Access to Justice: Justice in the time of social distancing | Beverley McLachlin

By Beverley McLachlin

Law360 Canada (March 31, 2020, 8:43 AM EDT) --
Beverley McLachlin
The COVID-19 virus has changed our world. It is unprecedented, impacting every aspect of our daily lives, keeping us apart from each other and shutting down most of our conventional ways of interacting in society, save for essential services.

Courts are an essential service, especially important right now. In difficult times, people often experience spiralling family, housing, employment, debt and criminal concerns. Individual liberty and safety must always be considered essential considerations.

Times like these require an institutional ability to “pivot” — to be able to nimbly find alternate means to providing essential services to people in need. We have seen academic, financial and medical institutions pivoting quickly in response to COVID-19.

I am writing to lend my voice to the growing list of practitioners, judges, academics and court users who are beseeching governments across Canada to see COVID-19 and the courts’ woeful inability to pivot as a wake-up call.

Many processes inside the justice system have only one primary mode — physically in-person. There has been minimal investment by governments across Canada in the infrastructure required to provide these in-person services remotely or alternatively. As a result, across Canada, courts have shut down to all but the smallest number of cases.

COVID-19 is highlighting for us what we already knew — that the justice system needs to be revamped and reformed. The system has been running on the edge of viability for years, struggling to maintain backlogs and reasonable hearing times. Now, with courts shutting down, things will only get worse. People will have even less opportunity to find support for their life challenges and cases will either be foregone or pile up. If we care about accessible justice, we must stop living on the edge and make our procedures and hearings more efficient.
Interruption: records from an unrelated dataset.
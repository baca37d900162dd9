//! The `WeakRef` global.
//!
//! `new WeakRef(target)` returns a holder object with `get`, `deref` (an
//! alias of `get`) and `clear` methods. The holder observes `target`
//! without keeping it alive: once the target is collected, `get` returns
//! null. `clear` detaches the holder from its target eagerly.
//!
//! Internally each construction registers two weak bindings with the
//! collector, one over the target and one over the holder itself. The
//! holder's hidden `[[WeakRefTarget]]` slot is the single source of truth
//! for the current target: the target's finalizer nulls it out, the
//! holder's finalizer re-arms itself while the slot still names a live
//! binding (so the slot bookkeeping outlives neither side), and both
//! finalizers retire their half of a shared record once done.

use std::cell::Cell;
use std::sync::Arc;

use marten_vm_gc::{FinalizerScope, WeakBinding};
use parking_lot::Mutex;

use crate::context::{Context, NativeCtx};
use crate::error::{VmError, VmResult};
use crate::gc::GcRef;
use crate::object::ScriptObject;
use crate::value::Value;

/// Hidden slot on holder objects naming the current target binding.
const TARGET_SLOT: &str = "[[WeakRefTarget]]";

thread_local! {
    static LIVE_STATES: Cell<usize> = const { Cell::new(0) };
}

/// Number of live shared finalization records on this thread.
///
/// Each `new WeakRef(..)` creates exactly one record; it is freed once
/// both of its weak bindings have retired. Exposed for leak tests.
pub fn live_finalize_states() -> usize {
    LIVE_STATES.with(Cell::get)
}

/// Shared record linking a holder's two weak registrations.
///
/// Each finalizer closure owns one `Arc` clone; the record is dropped when
/// the last closure retires, which is how "freed exactly once, after both
/// sides are done" falls out of ownership.
struct FinalizeState {
    target: Option<WeakBinding>,
    holder: Option<WeakBinding>,
}

impl FinalizeState {
    fn new() -> Arc<Mutex<FinalizeState>> {
        LIVE_STATES.with(|count| count.set(count.get() + 1));
        Arc::new(Mutex::new(FinalizeState {
            target: None,
            holder: None,
        }))
    }
}

impl Drop for FinalizeState {
    fn drop(&mut self) {
        LIVE_STATES.with(|count| count.set(count.get() - 1));
    }
}

/// Install the `WeakRef` constructor on the context's global object.
pub fn install(ctx: &Context) {
    ctx.register_global_constructor("WeakRef", weak_ref_constructor);
}

fn weak_ref_constructor(
    _this: &Value,
    args: &[Value],
    ncx: &mut NativeCtx<'_>,
) -> VmResult<Value> {
    assert!(ncx.is_construct(), "WeakRef requires a construct call");

    // Validate before any allocation or registration so a rejected call
    // leaves no trace behind.
    let target = args.first().cloned().unwrap_or(Value::Undefined);
    if !target.is_object_like() {
        return Err(VmError::invalid_argument(format!(
            "WeakRef target must be an object, got {}",
            target.type_name()
        )));
    }
    let target_header = match target.gc_header() {
        Some(header) => header,
        None => return Err(VmError::internal("object value without a heap cell")),
    };

    let ctx = ncx.context();
    let registry = ctx.registry();
    let holder = GcRef::new(ScriptObject::new());

    let state = FinalizeState::new();

    let target_state = Arc::clone(&state);
    let target_binding = registry.register_weak(
        target_header,
        Box::new(move |scope: &mut FinalizerScope<'_>| on_target_finalized(&target_state, scope)),
    );

    let holder_state = Arc::clone(&state);
    let holder_binding = registry.register_weak(
        holder.header_ptr(),
        Box::new(move |scope: &mut FinalizerScope<'_>| on_holder_finalized(&holder_state, scope)),
    );

    {
        let mut state = state.lock();
        state.target = Some(target_binding);
        state.holder = Some(holder_binding);
    }

    let getter = getter_function(ctx);
    holder.set("get", getter.clone());
    holder.set("deref", getter);
    holder.set("clear", clear_function(ctx));
    holder.set_hidden(TARGET_SLOT, Value::weak(target_binding));

    Ok(Value::object(holder))
}

/// Target finalizer: the target is being collected. Null out the holder's
/// slot (if the holder is still around) and retire this half of the record.
fn on_target_finalized(state: &Arc<Mutex<FinalizeState>>, scope: &mut FinalizerScope<'_>) {
    let holder_binding = {
        let mut state = state.lock();
        state.target = None;
        state.holder
    };

    // The holder may be live, already retired, or dying in this same
    // cycle. While its binding is still registered its memory is valid.
    if let Some(holder_binding) = holder_binding
        && let Some(holder_header) = scope.resolve(holder_binding)
    {
        // SAFETY: holder cells always hold a ScriptObject, and the
        // binding just resolved so the memory is valid for this callback
        let holder = unsafe { GcRef::<ScriptObject>::from_header(holder_header) };
        holder.set_hidden(TARGET_SLOT, Value::Null);
    }
}

/// Holder finalizer: the holder is being collected. If its slot still
/// names a live target binding, the target's finalizer has bookkeeping to
/// do against this holder later, so defer teardown by re-arming. Otherwise
/// retire.
fn on_holder_finalized(state: &Arc<Mutex<FinalizeState>>, scope: &mut FinalizerScope<'_>) {
    // SAFETY: this binding's referent is the holder cell, valid for the
    // duration of the callback
    let holder = unsafe { GcRef::<ScriptObject>::from_header(scope.referent()) };

    if let Some(Value::Weak(target_binding)) = holder.get_hidden(TARGET_SLOT)
        && scope.resolve(target_binding).is_some()
    {
        scope.rearm();
        return;
    }

    state.lock().holder = None;
}

fn weak_ref_get(this: &Value, _args: &[Value], ncx: &mut NativeCtx<'_>) -> VmResult<Value> {
    let holder = this
        .as_object()
        .ok_or_else(|| VmError::type_error("WeakRef.get called on incompatible receiver"))?;

    match holder.get_hidden(TARGET_SLOT) {
        Some(Value::Weak(binding)) => match ncx.context().registry().resolve_weak(binding) {
            // SAFETY: a registered binding's referent has not been swept
            Some(header) => Ok(unsafe { Value::from_live_header(header) }),
            None => Ok(Value::Null),
        },
        _ => Ok(Value::Null),
    }
}

fn weak_ref_clear(this: &Value, _args: &[Value], _ncx: &mut NativeCtx<'_>) -> VmResult<Value> {
    let holder = this
        .as_object()
        .ok_or_else(|| VmError::type_error("WeakRef.clear called on incompatible receiver"))?;

    holder.set_hidden(TARGET_SLOT, Value::Null);
    Ok(Value::Undefined)
}

/// The per-context `get` accessor, built once and rooted for the life of
/// the context so every holder shares the same function object.
fn getter_function(ctx: &Context) -> Value {
    if let Some(cached) = ctx.intrinsics.weak_ref_get.borrow().as_ref() {
        return cached.clone();
    }
    let func = ctx.wrap_native("get", weak_ref_get);
    if let Some(header) = func.gc_header() {
        ctx.root(header);
    }
    *ctx.intrinsics.weak_ref_get.borrow_mut() = Some(func.clone());
    func
}

/// The per-context `clear` accessor. Same caching scheme as the getter.
fn clear_function(ctx: &Context) -> Value {
    if let Some(cached) = ctx.intrinsics.weak_ref_clear.borrow().as_ref() {
        return cached.clone();
    }
    let func = ctx.wrap_native("clear", weak_ref_clear);
    if let Some(header) = func.gc_header() {
        ctx.root(header);
    }
    *ctx.intrinsics.weak_ref_clear.borrow_mut() = Some(func.clone());
    func
}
Our reliance on only one mode of dispensing justice is wholly and woefully inadequate. It is incumbent on governments to prioritize justice as a critical and essential part of the functioning of our society and ensure that the people at the heart of the system have the tools to meet the demand. Our court system must be sufficiently funded to be able to function in a modern fashion — no longer reliant on paper, a bricks-and-mortar-only approach to the courthouse and a mode of interaction that requires people to be physically in the same space.

While governments will need to assess their funding priorities in a manner that accelerates this improvement, all of us — in the judiciary, legal profession and its regulators, and academia — need to play our part. We must review our processes and requirements, with a meaningful and calculated assessment of what is redundant, no longer necessary in the age of technology, not essential to the functioning of justice, or anachronistic.

We know what needs to be done. We have excellent models, such as the Civil Resolution Tribunal in B.C., which continues to operate during the current crisis. Remote appearances from detention centres and penitentiaries, out-of-jurisdiction witnesses, and fly-in communities are part of the normal course of business for courts. The legal profession has innovated practice away from paper dependence.

We are working with what we have. Our current reality is speeding innovation and creativity in the profession:

  • Law schools and law professors are offering online learning and a wide array of ways to engage;
  • A trial fully conducted over Skype happened in the U.K. this week and the judiciary in the U.K. are urging continuity in family court processes through the use of remote technology;
  • In some provinces, the rules on in-person verification of identity for commissioning affidavits have been shifted to allow for remote verification;
  • Lawyers and law firms are using technology to meet with clients, conduct negotiations and finalize important business and legal agreements;
  • Mediation and arbitration are occurring creatively and remotely to support families, workplaces, businesses and other important relationships;
  • Courts and the staff that support them are working diligently to find as many ways as possible to stay open and support the administration of justice.

It will be absolutely critical that we all learn the difficult lessons from COVID-19. I urge us all to document these lessons as they are occurring — measure impact, make notes of useful innovations — and be prepared to advocate for the will and the means to make change.

A personal note to all of you: These are difficult times for all of us. I admire the resilience and good humour I have seen across Canada as we find ways to cope with isolation and support each other. I appreciate the small acts of kindness that I see between neighbours, family and friends. I especially appreciate the large collective act of kindness and social responsibility that we are all engaged in through social distancing and self-isolation. We can do this. Together.

The Right Honourable Beverley McLachlin served as chief justice of Canada from 2000 to mid-December 2017. She now works as an arbitrator and mediator in Canada and internationally and also sits as a justice of Singapore’s International Commercial Court and the Hong Kong Final Court of Appeal. She chairs the Action Committee on Access to Justice in Civil and Family Matters.